In interviews, Hughes said that the romantic teenage idyll proclaimed in TBC's finale was a momentary notion unrealistic for the harsh cold world of adults... He admitted that Reach the Rock was his way of revisiting these characters a decade later.

After his tacky 90s excesses (big budget CGFX flicks for young families w/ toddlers), Hughes missed the simplicity and purity of his cinematic roots, particularly Breakfast Club's minimalism. So he wrote this script aiming for the lowest budget possible, arranging a tiny cast on simple sets, and produced the movie while sitting next to his assistant who then "directed" it according to John's vision. (I'm not sure why they chose this arrangement, since the movie is clearly Hughes', and we haven't seen much since of his assistant)

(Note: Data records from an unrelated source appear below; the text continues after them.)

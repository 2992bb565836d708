//! In-memory storage backend for testing.

use crate::core::{ChatSession, SessionSummary};
use crate::error::{Error, Result};
use crate::storage::traits::{CollectionStore, Records};
use std::io;
use std::sync::atomic::{AtomicBool, Ordering};
use std::sync::{PoisonError, RwLock};

/// In-memory storage backend for testing.
///
/// Reads and writes can be made to fail on demand so callers can exercise
/// their degraded and error paths.
#[derive(Debug, Default)]
pub struct MemoryBackend {
    sessions: RwLock<Records<ChatSession>>,
    summaries: RwLock<Records<SessionSummary>>,
    fail_reads: AtomicBool,
    fail_session_writes: AtomicBool,
    fail_summary_writes: AtomicBool,
}

impl MemoryBackend {
    /// Create a new in-memory backend.
    #[must_use]
    pub fn new() -> Self {
        Self::default()
    }

    /// Make every subsequent load fail (or succeed again).
    pub fn set_fail_reads(&self, fail: bool) {
        self.fail_reads.store(fail, Ordering::SeqCst);
    }

    /// Make every subsequent sessions write fail (or succeed again).
    pub fn set_fail_session_writes(&self, fail: bool) {
        self.fail_session_writes.store(fail, Ordering::SeqCst);
    }

    /// Make every subsequent summaries write fail (or succeed again).
    pub fn set_fail_summary_writes(&self, fail: bool) {
        self.fail_summary_writes.store(fail, Ordering::SeqCst);
    }

    fn check(flag: &AtomicBool, what: &str) -> Result<()> {
        if flag.load(Ordering::SeqCst) {
            return Err(Error::Storage(io::Error::other(format!(
                "simulated {what} failure"
            ))));
        }
        Ok(())
    }
}

impl CollectionStore for MemoryBackend {
    fn load_sessions(&self) -> Result<Records<ChatSession>> {
        Self::check(&self.fail_reads, "read")?;
        let sessions = self.sessions.read().unwrap_or_else(PoisonError::into_inner);
        Ok(sessions.clone())
    }

    fn store_sessions(&self, sessions: &Records<ChatSession>) -> Result<()> {
        Self::check(&self.fail_session_writes, "sessions write")?;
        let mut stored = self.sessions.write().unwrap_or_else(PoisonError::into_inner);
        stored.clone_from(sessions);
        Ok(())
    }

    fn load_summaries(&self) -> Result<Records<SessionSummary>> {
        Self::check(&self.fail_reads, "read")?;
        let summaries = self.summaries.read().unwrap_or_else(PoisonError::into_inner);
        Ok(summaries.clone())
    }

    fn store_summaries(&self, summaries: &Records<SessionSummary>) -> Result<()> {
        Self::check(&self.fail_summary_writes, "summaries write")?;
        let mut stored = self.summaries.write().unwrap_or_else(PoisonError::into_inner);
        stored.clone_from(summaries);
        Ok(())
    }

    fn location(&self) -> String {
        "memory".to_string()
    }
}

Reach the Rock was filmed in the mid-90s, with the 2 leads serving as modern sort-of "fill-in" replacements for Bender and Claire. If a Claire type of girl grew up and moved on with her life, and a Bender-kinda guy refused to let go of the temporary ray of sunshine that once had given him a taste of optimism, no matter how much nostalgia they shared even during a one-night reunion, would ever fully restore past innocence. This was straight from Hughes' heart.

Unfortunately, in the late 90s world, audiences were impatient for such simple human stories, thus test-market reviews were terrible for this odd indie. Since John Hughes will never be respected in art-house cinemas, the studio sat Reach the Rock on a shelf until finally dumping it. Only a few of us have seen it on cable or VHS, while most the world has no idea it exists.

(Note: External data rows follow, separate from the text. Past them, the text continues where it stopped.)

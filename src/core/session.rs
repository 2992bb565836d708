//! Chat session types.

use crate::error::Error;
use chrono::{DateTime, Utc};
use serde::{Deserialize, Serialize};
use std::fmt;
use std::str::FromStr;

/// Who authored a message.
#[derive(Debug, Clone, Copy, Serialize, Deserialize, PartialEq, Eq)]
#[serde(rename_all = "lowercase")]
pub enum Role {
    /// The human side of the conversation.
    User,

    /// The model's reply.
    Assistant,

    /// Instructions or injected context.
    System,
}

impl Role {
    /// Lowercase wire name, as stored on disk and sent to models.
    #[must_use]
    pub fn as_str(self) -> &'static str {
        match self {
            Self::User => "user",
            Self::Assistant => "assistant",
            Self::System => "system",
        }
    }
}

impl fmt::Display for Role {
    fn fmt(&self, f: &mut fmt::Formatter<'_>) -> fmt::Result {
        f.write_str(self.as_str())
    }
}

impl FromStr for Role {
    type Err = Error;

    fn from_str(s: &str) -> Result<Self, Self::Err> {
        match s.trim().to_lowercase().as_str() {
            "user" => Ok(Self::User),
            "assistant" => Ok(Self::Assistant),
            "system" => Ok(Self::System),
            other => Err(Error::InvalidRole(other.to_string())),
        }
    }
}

/// A single message in a session.
#[derive(Debug, Clone, Serialize, Deserialize, PartialEq, Eq)]
pub struct Message {
    /// Message author.
    pub role: Role,

    /// Message text.
    pub content: String,

    /// When the message was appended.
    pub timestamp: DateTime<Utc>,
}

impl Message {
    /// Create a message stamped with the given time.
    #[must_use]
    pub fn new(role: Role, content: impl Into<String>, timestamp: DateTime<Utc>) -> Self {
        Self {
            role,
            content: content.into(),
            timestamp,
        }
    }
}

/// Summary written when a session is closed.
#[derive(Debug, Clone, Serialize, Deserialize, PartialEq, Eq)]
pub struct SessionSummary {
    /// Session this summary describes.
    pub session_id: String,

    /// Summary text produced by the summarizer.
    pub summary: String,

    /// Number of messages in the session at close time.
    pub message_count: usize,

    /// When the session started.
    pub start_time: DateTime<Utc>,

    /// When the session was closed.
    pub end_time: DateTime<Utc>,
}

/// A chat session and its transcript.
#[derive(Debug, Clone, Serialize, Deserialize, PartialEq, Eq)]
pub struct ChatSession {
    /// Short session identifier.
    pub session_id: String,

    /// Messages in append order.
    pub messages: Vec<Message>,

    /// When the session was created.
    pub start_time: DateTime<Utc>,

    /// False once the session has been closed.
    pub is_active: bool,

    /// Whether earlier summaries are carried into this session.
    pub memory_enabled: bool,

    /// Summaries captured at creation time, most recent first.
    pub previous_summaries: Vec<SessionSummary>,
}

/// Prefix of the system turn that carries earlier sessions into a new one.
const CONTEXT_PREFIX: &str = "Previous conversation context: ";

impl ChatSession {
    /// Create an active session with no messages.
    #[must_use]
    pub fn new(
        session_id: &str,
        start_time: DateTime<Utc>,
        memory_enabled: bool,
        previous_summaries: Vec<SessionSummary>,
    ) -> Self {
        Self {
            session_id: session_id.to_string(),
            messages: Vec::new(),
            start_time,
            is_active: true,
            memory_enabled,
            previous_summaries,
        }
    }

    /// Append a message to the transcript.
    pub fn add_message(&mut self, message: Message) {
        self.messages.push(message);
    }

    /// Conversation as `(role, content)` turns for a chat model.
    ///
    /// When memory is enabled and earlier summaries exist, the first turn is a
    /// system message combining them.
    #[must_use]
    pub fn conversation_history(&self) -> Vec<(Role, String)> {
        let mut history = Vec::with_capacity(self.messages.len() + 1);

        if self.memory_enabled {
            if let Some(combined) = self.combined_summaries() {
                history.push((Role::System, format!("{CONTEXT_PREFIX}{combined}")));
            }
        }

        history.extend(
            self.messages
                .iter()
                .map(|m| (m.role, m.content.clone())),
        );
        history
    }

    /// Earlier summaries joined into one line, or `None` if there are none.
    fn combined_summaries(&self) -> Option<String> {
        if self.previous_summaries.is_empty() {
            return None;
        }

        let parts: Vec<String> = self
            .previous_summaries
            .iter()
            .map(|s| format!("Session {}: {}", s.session_id, s.summary))
            .collect();
        Some(parts.join(" | "))
    }
}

RtR is the best "art" Hughes made during the 90s, but after its cold reception and various expensive fizzles (his ambitious agendas never got financed in Hollywood - he wanted to work w/ Tom Hanks to do Forrest Gump type quality) he retired to his secluded estate in Illinois, happy to relax farming and fishing w/ his wife, no longer bothering to share his creativity with the world.

Meanwhile, Universal still sits on 90 minutes of deleted scenes from Breakfast Club, never bothering to load the DVD w/ the treasure chest of available material. There's also an hour missing from Planes Trains & Automobiles, and tons of material cut from his other movies as well.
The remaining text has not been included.